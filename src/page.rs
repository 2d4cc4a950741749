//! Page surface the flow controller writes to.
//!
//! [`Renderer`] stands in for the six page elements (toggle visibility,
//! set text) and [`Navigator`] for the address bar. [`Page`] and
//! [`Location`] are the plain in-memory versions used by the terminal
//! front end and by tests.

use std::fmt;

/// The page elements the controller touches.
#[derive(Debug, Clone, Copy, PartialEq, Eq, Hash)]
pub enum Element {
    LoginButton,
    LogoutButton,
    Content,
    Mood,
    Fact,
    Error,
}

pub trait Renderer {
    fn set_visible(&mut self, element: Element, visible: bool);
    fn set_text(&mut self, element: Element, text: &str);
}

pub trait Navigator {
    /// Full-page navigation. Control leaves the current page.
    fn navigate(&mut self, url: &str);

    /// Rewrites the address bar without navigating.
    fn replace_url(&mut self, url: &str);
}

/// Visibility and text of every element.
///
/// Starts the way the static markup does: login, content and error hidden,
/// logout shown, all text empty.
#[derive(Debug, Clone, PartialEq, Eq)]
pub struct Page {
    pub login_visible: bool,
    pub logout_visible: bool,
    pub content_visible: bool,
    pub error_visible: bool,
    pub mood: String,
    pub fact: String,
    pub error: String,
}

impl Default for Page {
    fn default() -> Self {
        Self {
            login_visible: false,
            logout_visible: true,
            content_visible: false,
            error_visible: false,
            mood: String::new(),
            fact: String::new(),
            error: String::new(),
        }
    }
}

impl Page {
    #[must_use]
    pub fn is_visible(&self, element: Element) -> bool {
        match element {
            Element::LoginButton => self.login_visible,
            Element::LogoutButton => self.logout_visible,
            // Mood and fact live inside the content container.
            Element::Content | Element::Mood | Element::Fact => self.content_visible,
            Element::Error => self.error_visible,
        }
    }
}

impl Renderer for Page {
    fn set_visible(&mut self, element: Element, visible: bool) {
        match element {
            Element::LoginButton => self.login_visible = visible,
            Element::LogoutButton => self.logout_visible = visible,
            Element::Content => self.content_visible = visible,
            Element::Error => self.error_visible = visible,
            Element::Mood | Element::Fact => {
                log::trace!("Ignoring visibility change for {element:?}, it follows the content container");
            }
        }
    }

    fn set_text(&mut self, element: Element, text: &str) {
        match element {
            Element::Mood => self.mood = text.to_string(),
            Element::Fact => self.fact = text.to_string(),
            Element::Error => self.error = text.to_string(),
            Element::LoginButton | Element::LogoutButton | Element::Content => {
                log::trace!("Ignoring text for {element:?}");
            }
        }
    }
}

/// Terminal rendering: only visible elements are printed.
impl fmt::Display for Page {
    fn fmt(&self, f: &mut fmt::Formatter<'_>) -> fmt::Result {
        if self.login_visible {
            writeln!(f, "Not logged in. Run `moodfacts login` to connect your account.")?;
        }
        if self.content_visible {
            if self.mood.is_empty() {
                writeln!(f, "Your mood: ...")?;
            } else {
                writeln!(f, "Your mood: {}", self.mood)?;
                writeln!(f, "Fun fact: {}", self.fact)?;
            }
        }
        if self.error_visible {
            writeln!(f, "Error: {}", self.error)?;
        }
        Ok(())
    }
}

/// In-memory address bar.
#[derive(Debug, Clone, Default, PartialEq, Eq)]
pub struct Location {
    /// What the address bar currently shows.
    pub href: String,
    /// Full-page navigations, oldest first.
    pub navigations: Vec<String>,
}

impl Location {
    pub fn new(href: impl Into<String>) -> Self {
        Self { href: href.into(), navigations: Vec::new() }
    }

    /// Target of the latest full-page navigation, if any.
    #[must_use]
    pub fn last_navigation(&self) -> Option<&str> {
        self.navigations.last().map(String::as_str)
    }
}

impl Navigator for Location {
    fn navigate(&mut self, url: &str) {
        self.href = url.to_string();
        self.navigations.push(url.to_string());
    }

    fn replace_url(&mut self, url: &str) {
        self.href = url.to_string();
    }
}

→ **Your goal**:
Lines from the records above that hold "LogoutButton" are the ones to list.

→ **Answer section**:
    LogoutButton,
            Element::LogoutButton => self.logout_visible,
            Element::LogoutButton => self.logout_visible = visible,
            Element::LoginButton | Element::LogoutButton | Element::Content => {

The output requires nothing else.